La capitation, c'est d'abord le retour du médecin
prodigue. Un premier pas simple vers un système de santé plus
humain parce qu'une Nouvelle Société aimerait bien revoir
l'homme à la valise noire qui apportait le réconfort et la
compassion.
Mais tout ne peut pas être payé par capitation. A coté
du spécialiste qui, comme un omnipraticien, doit garder une relation
pernamente avec ses patients, il y a cet autre spécialiste qui répond
lui à des besoins ponctuels: anasthésiste, radiologue, chirurgien,
ophtalmologue... Sans devoir être une brute inhumaine, ce spécialiste
doit d'abord appliquer une technique et le faire vite et bien. On ne peut
guère que le payer à l'acte.
Heureusement, c'est le spécialiste dont les actes, bien tangibles,
sont le plus facile à vérifier. Et on sait très bien,
par statistiques, combien de gens auront besoin des services de ces spécialistes
et avec quelle fré-quence. Il est donc facile de fixer le prix de
leur acte médical en fonction du revenu moyen qu'on veut leur offrir.
Facile aussi le contrôle, puisqu'ils n'interviennent que sur référence
d'un omnipraticien; si les références d'un omnipraticien augmentent
trop, on ira voir d'un peu plus près.
Quant à la qualité des soins, c'est à son omnipraticien
que le client se plaindra si le spécialiste à l'acte ne lui
donne pas satisfaction. Dans la mesure où l'omnipraticien oriente
ses clients - et peut en fait déplacer en bloc la clientèle
d'une équipe médicale - il sera en position de force pour
voir à ce que ses patients reçoivent bien toute l'attention
voulue.
La médecine en régions? En ce qui concerne
les omnipraticiens et les spécialistes payés par capitation,
il n'y a qu'à fixer correctement le prix par tête dans les
diverses régions et l'on verra la libre-entreprise faire le reste.
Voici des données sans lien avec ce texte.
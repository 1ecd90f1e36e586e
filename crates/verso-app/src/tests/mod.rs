mod support;
mod task_tests;
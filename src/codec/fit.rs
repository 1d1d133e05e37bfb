use crate::models::FitMode;

/// A rectangle in source pixel coordinates.
#[derive(Debug, Clone, Copy, PartialEq, Eq)]
pub struct SourceRect {
    pub x: u32,
    pub y: u32,
    pub width: u32,
    pub height: u32,
}

/// Where a scaled image lands relative to the output canvas.
///
/// `crop` is the region of the source that gets scaled; `None` means the
/// whole source. `offset_x`/`offset_y` are the position of the scaled
/// image's top-left corner on the canvas and are never negative.
#[derive(Debug, Clone, Copy, PartialEq, Eq)]
pub struct FitPlan {
    pub crop: Option<SourceRect>,
    pub scaled_width: u32,
    pub scaled_height: u32,
    pub canvas_width: u32,
    pub canvas_height: u32,
    pub offset_x: i64,
    pub offset_y: i64,
}

impl FitPlan {
    /// Plan a `src_width` x `src_height` image into a `box_width` x
    /// `box_height` box.
    ///
    /// All inputs must be non-zero.
    pub fn compute(
        src_width: u32,
        src_height: u32,
        box_width: u32,
        box_height: u32,
        fit: FitMode,
    ) -> Self {
        let sx = box_width as f64 / src_width as f64;
        let sy = box_height as f64 / src_height as f64;

        match fit {
            FitMode::Fill => Self::exact(box_width, box_height),
            FitMode::Contain => {
                let (w, h) = scale_dims(src_width, src_height, sx.min(sy));
                let (w, h) = (w.min(box_width), h.min(box_height));
                Self::centered(w, h, box_width, box_height)
            }
            FitMode::Cover => {
                // Crop in source space first so the scaled buffer never
                // exceeds the box.
                let scale = sx.max(sy);
                let crop_w = source_span(box_width, scale, src_width);
                let crop_h = source_span(box_height, scale, src_height);
                Self {
                    crop: Some(SourceRect {
                        x: (src_width - crop_w) / 2,
                        y: (src_height - crop_h) / 2,
                        width: crop_w,
                        height: crop_h,
                    }),
                    ..Self::exact(box_width, box_height)
                }
            }
            FitMode::Inside => {
                let (w, h) = scale_dims(src_width, src_height, sx.min(sy).min(1.0));
                Self::exact(w.min(box_width), h.min(box_height))
            }
            FitMode::Outside => {
                let (w, h) = scale_dims(src_width, src_height, sx.max(sy));
                Self::exact(w.max(box_width), h.max(box_height))
            }
        }
    }

    fn exact(width: u32, height: u32) -> Self {
        Self {
            crop: None,
            scaled_width: width,
            scaled_height: height,
            canvas_width: width,
            canvas_height: height,
            offset_x: 0,
            offset_y: 0,
        }
    }

    fn centered(width: u32, height: u32, canvas_width: u32, canvas_height: u32) -> Self {
        Self {
            crop: None,
            scaled_width: width,
            scaled_height: height,
            canvas_width,
            canvas_height,
            offset_x: (canvas_width as i64 - width as i64) / 2,
            offset_y: (canvas_height as i64 - height as i64) / 2,
        }
    }

    /// Whether the scaled image has to be padded onto a separate canvas
    /// rather than being the output itself.
    pub fn needs_canvas(&self) -> bool {
        self.scaled_width != self.canvas_width || self.scaled_height != self.canvas_height
    }

    /// Largest RGBA buffer, in bytes, that executing this plan allocates.
    pub fn peak_rgba_bytes(&self) -> u64 {
        let scaled = self.scaled_width as u64 * self.scaled_height as u64;
        let canvas = self.canvas_width as u64 * self.canvas_height as u64;
        scaled.max(canvas) * 4
    }
}

/// How many source pixels map onto `box_len` output pixels at `scale`.
fn source_span(box_len: u32, scale: f64, src_len: u32) -> u32 {
    ((box_len as f64 / scale).round() as u32).clamp(1, src_len)
}

fn scale_dims(width: u32, height: u32, scale: f64) -> (u32, u32) {
    let w = (width as f64 * scale).round().max(1.0) as u32;
    let h = (height as f64 * scale).round().max(1.0) as u32;
    (w, h)
}
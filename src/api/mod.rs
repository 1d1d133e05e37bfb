pub mod health;
pub mod optimize;

pub use health::{handle_health, HealthResponse, __path_handle_health};
pub use optimize::{handle_optimize, UploadForm, __path_handle_optimize};
pub use optimize::{X_FORMAT, X_HEIGHT, X_WIDTH};
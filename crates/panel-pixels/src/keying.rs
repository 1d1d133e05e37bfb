//! Near-white alpha keying.
//!
//! Product shots and logos are usually delivered on a white backdrop. On a
//! panel that composites the image over its own UI, that backdrop should
//! vanish. [`NearWhiteKey`] clears the alpha of every pixel that is both
//! bright and close to neutral:
//!
//! ```text
//! max(R,G,B) >= 255 - tolerance   &&   max(R,G,B) - min(R,G,B) <= tolerance
//! ```
//!
//! Only alpha bytes are written. Each pixel is classified on its own, so the
//! result does not depend on traversal order.

use crate::surface::{Channels, PixelSurface};

/// Smallest accepted tolerance.
pub const MIN_TOLERANCE: u8 = 1;
/// Largest accepted tolerance.
pub const MAX_TOLERANCE: u8 = 120;
/// Tolerance used when none is given.
pub const DEFAULT_TOLERANCE: u8 = 24;

/// Clamp any integer into `[MIN_TOLERANCE, MAX_TOLERANCE]`.
///
/// Applying it to an already clamped value returns the value unchanged.
#[inline]
pub fn clamp_tolerance(tolerance: i64) -> u8 {
    tolerance.clamp(MIN_TOLERANCE as i64, MAX_TOLERANCE as i64) as u8
}

/// Alpha key for near-white, low-saturation pixels.
#[derive(Debug, Clone, Copy, PartialEq, Eq)]
pub struct NearWhiteKey {
    tolerance: u8,
}

impl NearWhiteKey {
    /// Create a key. The tolerance is clamped into `[1, 120]`.
    pub fn new(tolerance: i64) -> Self {
        Self {
            tolerance: clamp_tolerance(tolerance),
        }
    }

    #[inline]
    pub fn tolerance(&self) -> u8 {
        self.tolerance
    }

    /// Minimum brightest-channel value a pixel needs to be keyed.
    #[inline]
    pub fn threshold(&self) -> u8 {
        255 - self.tolerance
    }

    /// Whether an (opaque or partially opaque) pixel with this color is keyed.
    #[inline]
    pub fn matches(&self, r: u8, g: u8, b: u8) -> bool {
        let max = r.max(g).max(b);
        let min = r.min(g).min(b);
        max >= self.threshold() && max - min <= self.tolerance
    }

    /// Clear alpha on matching pixels in place. Returns how many were cleared.
    ///
    /// Pixels whose alpha is already 0 are skipped and not counted. RGB
    /// surfaces have no alpha to clear and are left untouched.
    pub fn apply_in_place(&self, surface: &mut PixelSurface) -> usize {
        if surface.channels() != Channels::Rgba {
            return 0;
        }
        let mut cleared = 0;
        for px in surface.as_bytes_mut().chunks_exact_mut(4) {
            if px[3] == 0 {
                continue;
            }
            if self.matches(px[0], px[1], px[2]) {
                px[3] = 0;
                cleared += 1;
            }
        }
        cleared
    }

    /// Consume a surface and return the keyed surface with the cleared count.
    pub fn apply(&self, mut surface: PixelSurface) -> (PixelSurface, usize) {
        let cleared = self.apply_in_place(&mut surface);
        (surface, cleared)
    }
}

impl Default for NearWhiteKey {
    fn default() -> Self {
        Self {
            tolerance: DEFAULT_TOLERANCE,
        }
    }
}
Pour les spécialistes à interventions ponctuelles, ils doivent
être attachés à un hôpital. Que l'Etat crée,
dans chaque hôpital, le nombre de "postes" requis par les
besoins du bassin desservi, chaque poste incluant la disposition d'un cabinet,
le personnel auxiliaire infirmier, l'accès à toute la technologie
nécessaire et un budget pour l'ameublement et le secrétariat.
Que l'affectation à un "poste" se fasse par concours, selon
les règles et les critères dont les spécialistes pourront
décider entre eux, le nombre de postes ouverts n'étant pas
inférieur au nombre des spécialistes actuellement en exercice
ou en formation. Quand seront comblés les postes les plus convoités,
il faudra que les autres le soient. Il est normal que le médecin,
comme tout autre professionnel, aille vers sa clientèle.